The Reserve Bank has warned that recent competitive tensions in the home loan market are the key driver behind recent risky lending behaviours among the banks.
Speaking at the Melbourne Institute on Friday, RBA assistant governor Michele Bullock explained how a concentrated banking system such as Australia’s – where the major banks share 80 per cent of the market – has its benefits and drawbacks for financial stability.
After outlining that competition and innovation “are to be encouraged”, Ms Bullock balanced her argument by saying that regulators “need to be alert” to any potential implications for financial stability.
The actions taken on housing lending in Australia over the past few years, she said, are an example of how active supervision can address risks that might arise in an environment of heightened competition.
“Over the past few years, the regulators had observed very strong growth in lending to investors for housing. Furthermore, a large share of that lending was interest-only for the first 5-10 years of the loan – that is, the loans were not being amortised for a very long time.
“And this behaviour was being fuelled by competition between the banks. Individual banks were reluctant to pull back because if they did so, the business would go to their competitors.”
Concerned about the financial stability implications of this behaviour if it continued, APRA decided to implement macroprudential measures in 2014, when the 10 per cent speed limit was introduced on investor loan books.
This has been supported by ASIC’s work on responsible lending and further action from APRA in interest-only lending earlier this year.
“As Wayne Byres (the chairman of APRA) recently highlighted, the concerns that prompted action were not about competition on interest rates or customer service standards. Rather, the concern was that competition was manifesting itself in an erosion of lending standards,” Ms Bullock said.
“Not only were the banks taking on more risk, but households were carrying a higher level of debt that they would have to service, which could be particularly concerning in the event of a shock.
“In other words, it was a financial stability issue not only because of its potential impact on banks' balance sheets, but also because it was increasing the vulnerability of the household sector,” she said
The RBA assistant governor’s comments come after last week’s announcement by APRA on new capital benchmarks for Australia’s banks. Following the basel committee’s guidance on systemically important banks, APRA has now tasked the majors with holding additional capital. The big four must now raise or release around $9 billion of capital by January 2020.

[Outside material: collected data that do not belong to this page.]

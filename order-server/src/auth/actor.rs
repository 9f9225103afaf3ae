//! Caller identity

use std::fmt;
use std::str::FromStr;

use uuid::Uuid;

/// 角色
#[derive(Debug, Clone, Copy, PartialEq, Eq)]
pub enum Role {
    Admin,
    Manager,
    Chef,
    Customer,
}

impl FromStr for Role {
    type Err = ();

    fn from_str(s: &str) -> Result<Self, Self::Err> {
        match s {
            "admin" => Ok(Role::Admin),
            "manager" => Ok(Role::Manager),
            "chef" => Ok(Role::Chef),
            "customer" => Ok(Role::Customer),
            _ => Err(()),
        }
    }
}

impl fmt::Display for Role {
    fn fmt(&self, f: &mut fmt::Formatter<'_>) -> fmt::Result {
        match self {
            Role::Admin => write!(f, "admin"),
            Role::Manager => write!(f, "manager"),
            Role::Chef => write!(f, "chef"),
            Role::Customer => write!(f, "customer"),
        }
    }
}

/// 调用者身份
///
/// 从已验证的 JWT 提取，作为显式参数传入每个核心调用。
/// 角色检查是纯谓词，身份来源对核心代码不可见。
#[derive(Debug, Clone)]
pub struct Actor {
    pub user_id: Uuid,
    pub name: String,
    pub roles: Vec<Role>,
}

impl Actor {
    pub fn new(user_id: Uuid, name: impl Into<String>, roles: Vec<Role>) -> Self {
        Self {
            user_id,
            name: name.into(),
            roles,
        }
    }

    pub fn is_admin(&self) -> bool {
        self.roles.contains(&Role::Admin)
    }

    pub fn is_manager(&self) -> bool {
        self.roles.contains(&Role::Manager)
    }

    pub fn is_chef(&self) -> bool {
        self.roles.contains(&Role::Chef)
    }

    /// 后厨/管理人员（可查看全量订单）
    pub fn is_staff(&self) -> bool {
        self.is_chef() || self.is_manager()
    }
}
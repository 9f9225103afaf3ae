use std::sync::Arc;
use std::time::Duration;

use crate::auth::JwtService;
use crate::carts::CartManager;
use crate::core::{BackgroundTasks, Config, TaskKind};
use crate::db::OrderStore;
use crate::menu::MenuCatalog;
use crate::message::MessageBus;
use crate::orders::{OrderFulfillment, OrderQueries, OrderStatusHandler};
use crate::tickets::{DelayMonitor, TicketPublisher};
use crate::utils::{Clock, SystemClock};

/// 服务器状态 - 持有所有服务的单例引用
///
/// 使用 Arc 实现浅拷贝，所有权成本极低。
///
/// | 字段 | 说明 |
/// |------|------|
/// | config | 配置项 (不可变) |
/// | store | redb 实体存储 |
/// | bus | 进程内消息总线 |
/// | jwt | JWT 验证服务 |
/// | clock | 壁钟时间来源（可注入） |
#[derive(Clone)]
pub struct ServerState {
    pub config: Config,
    pub store: OrderStore,
    pub bus: Arc<MessageBus>,
    pub jwt: Arc<JwtService>,
    pub clock: Arc<dyn Clock>,
}

impl ServerState {
    /// 初始化服务器状态
    ///
    /// 确保工作目录存在并打开数据库。
    ///
    /// # Panics
    ///
    /// 工作目录或数据库初始化失败时 panic
    pub fn initialize(config: &Config) -> Self {
        let db_path = config.db_path();
        if let Some(parent) = db_path.parent() {
            std::fs::create_dir_all(parent).expect("Failed to create database directory");
        }
        let store = OrderStore::open(&db_path).expect("Failed to open database");

        tracing::info!(path = %db_path.display(), "Database opened");

        Self {
            config: config.clone(),
            store,
            bus: Arc::new(MessageBus::new()),
            jwt: Arc::new(JwtService::new(config.jwt.clone())),
            clock: Arc::new(SystemClock),
        }
    }

    // ========== Service Accessors ==========

    pub fn catalog(&self) -> MenuCatalog {
        MenuCatalog::new(self.store.clone(), self.clock.clone())
    }

    pub fn carts(&self) -> CartManager {
        CartManager::new(self.store.clone(), self.clock.clone())
    }

    pub fn fulfillment(&self) -> OrderFulfillment {
        OrderFulfillment::new(
            self.store.clone(),
            TicketPublisher::new(self.bus.clone()),
            self.clock.clone(),
        )
    }

    pub fn order_status(&self) -> OrderStatusHandler {
        OrderStatusHandler::new(self.store.clone(), self.clock.clone())
    }

    pub fn order_queries(&self) -> OrderQueries {
        OrderQueries::new(self.store.clone(), self.clock.clone())
    }

    // ========== Background Tasks ==========

    /// 启动后台任务（进程生命周期内运行）
    pub fn start_background_tasks(&self) -> BackgroundTasks {
        let mut tasks = BackgroundTasks::new();

        let monitor = DelayMonitor::new(
            self.store.clone(),
            self.bus.clone(),
            self.clock.clone(),
            Duration::from_secs(self.config.ticket_poll_interval_secs),
            tasks.shutdown_token(),
        );
        tasks.spawn("delay_monitor", TaskKind::Worker, monitor.run());

        tasks
    }
}
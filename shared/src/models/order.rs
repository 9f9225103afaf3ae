//! Order Models and the order/ticket transition table

use rust_decimal::Decimal;
use serde::{Deserialize, Serialize};
use uuid::Uuid;

/// 订单类型
#[derive(Debug, Clone, Copy, PartialEq, Eq, Serialize, Deserialize)]
pub enum OrderType {
    Online,
    InHouse,
    Delivery,
}

/// 订单状态
#[derive(Debug, Clone, Copy, PartialEq, Eq, Serialize, Deserialize)]
pub enum OrderStatus {
    Pending,
    Preparing,
    Delayed,
    Completed,
    Cancelled,
    Delivered,
}

impl OrderStatus {
    /// Terminal states free the customer to place a new order.
    pub fn is_terminal(self) -> bool {
        matches!(
            self,
            OrderStatus::Completed | OrderStatus::Cancelled | OrderStatus::Delivered
        )
    }
}

impl OrderType {
    /// Initial order status derived from the order type.
    ///
    /// InHouse orders go straight to the kitchen; Online/Delivery orders
    /// start pending.
    pub fn initial_status(self) -> OrderStatus {
        match self {
            OrderType::Delivery | OrderType::Online => OrderStatus::Pending,
            OrderType::InHouse => OrderStatus::Preparing,
        }
    }
}

/// Order entity (订单)
///
/// Total price and estimated preparation time are not stored; they are
/// derived sums over the order items, computed at read time.
#[derive(Debug, Clone, Serialize, Deserialize)]
pub struct Order {
    pub id: Uuid,
    pub customer_id: Uuid,
    pub order_type: OrderType,
    /// Required and within 0..=10 for InHouse orders, absent otherwise
    #[serde(default)]
    pub table_number: Option<u8>,
    pub status: OrderStatus,
    pub created_at: i64,
    pub updated_at: i64,
}

/// Order item entity
///
/// `price` is the menu price snapshotted at order time and never updated,
/// so historical order value is decoupled from future menu price changes.
#[derive(Debug, Clone, Serialize, Deserialize)]
pub struct OrderItem {
    pub id: Uuid,
    pub order_id: Uuid,
    pub menu_item_id: Uuid,
    pub quantity: u32,
    pub price: Decimal,
}

/// Order joined with items and derived totals
#[derive(Debug, Clone, Serialize, Deserialize)]
pub struct OrderDetail {
    #[serde(flatten)]
    pub order: Order,
    pub items: Vec<OrderItem>,
    pub total_price: Decimal,
    pub estimated_prep_minutes: u32,
}

/// Side effect a status change has on the order's ticket
#[derive(Debug, Clone, Copy, PartialEq, Eq)]
pub enum TicketEffect {
    NoOp,
    MarkServed,
    Delete,
    MarkDelayed,
}

/// Transition table: order status change ⇒ ticket side effect.
///
/// Transitions are permissive (any status is reachable from any status);
/// the effect applies only when the order has a ticket. Re-applying the
/// current status is a no-op.
pub fn ticket_effect(from: OrderStatus, to: OrderStatus) -> TicketEffect {
    if from == to {
        return TicketEffect::NoOp;
    }
    match to {
        OrderStatus::Completed | OrderStatus::Delivered => TicketEffect::MarkServed,
        OrderStatus::Cancelled => TicketEffect::Delete,
        OrderStatus::Delayed => TicketEffect::MarkDelayed,
        OrderStatus::Pending | OrderStatus::Preparing => TicketEffect::NoOp,
    }
}

#[cfg(test)]
mod tests {
    use super::*;

    #[test]
    fn initial_status_by_type() {
        assert_eq!(OrderType::Online.initial_status(), OrderStatus::Pending);
        assert_eq!(OrderType::Delivery.initial_status(), OrderStatus::Pending);
        assert_eq!(OrderType::InHouse.initial_status(), OrderStatus::Preparing);
    }

    #[test]
    fn terminal_states() {
        assert!(OrderStatus::Completed.is_terminal());
        assert!(OrderStatus::Cancelled.is_terminal());
        assert!(OrderStatus::Delivered.is_terminal());
        assert!(!OrderStatus::Pending.is_terminal());
        assert!(!OrderStatus::Preparing.is_terminal());
        assert!(!OrderStatus::Delayed.is_terminal());
    }

    #[test]
    fn transition_table_ticket_effects() {
        use OrderStatus::*;

        assert_eq!(ticket_effect(Preparing, Completed), TicketEffect::MarkServed);
        assert_eq!(ticket_effect(Preparing, Delivered), TicketEffect::MarkServed);
        assert_eq!(ticket_effect(Preparing, Cancelled), TicketEffect::Delete);
        assert_eq!(ticket_effect(Preparing, Delayed), TicketEffect::MarkDelayed);
        assert_eq!(ticket_effect(Delayed, Preparing), TicketEffect::NoOp);
        assert_eq!(ticket_effect(Pending, Preparing), TicketEffect::NoOp);
    }

    #[test]
    fn reapplying_status_is_noop() {
        use OrderStatus::*;

        assert_eq!(ticket_effect(Delayed, Delayed), TicketEffect::NoOp);
        assert_eq!(ticket_effect(Completed, Completed), TicketEffect::NoOp);
    }
}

“The higher capital levels and greater intensity of supervision provide confidence that, notwithstanding the systemic importance of the major banks, the Australian financial system is more resilient to shocks than it was in the past,” Ms Bullock said. “But there is still a need to consider what might happen in the event of a bank failure.”
Ms Bullock concluded that the success of global initiatives to address the issues that arise when a bank fails “remain to be seen.”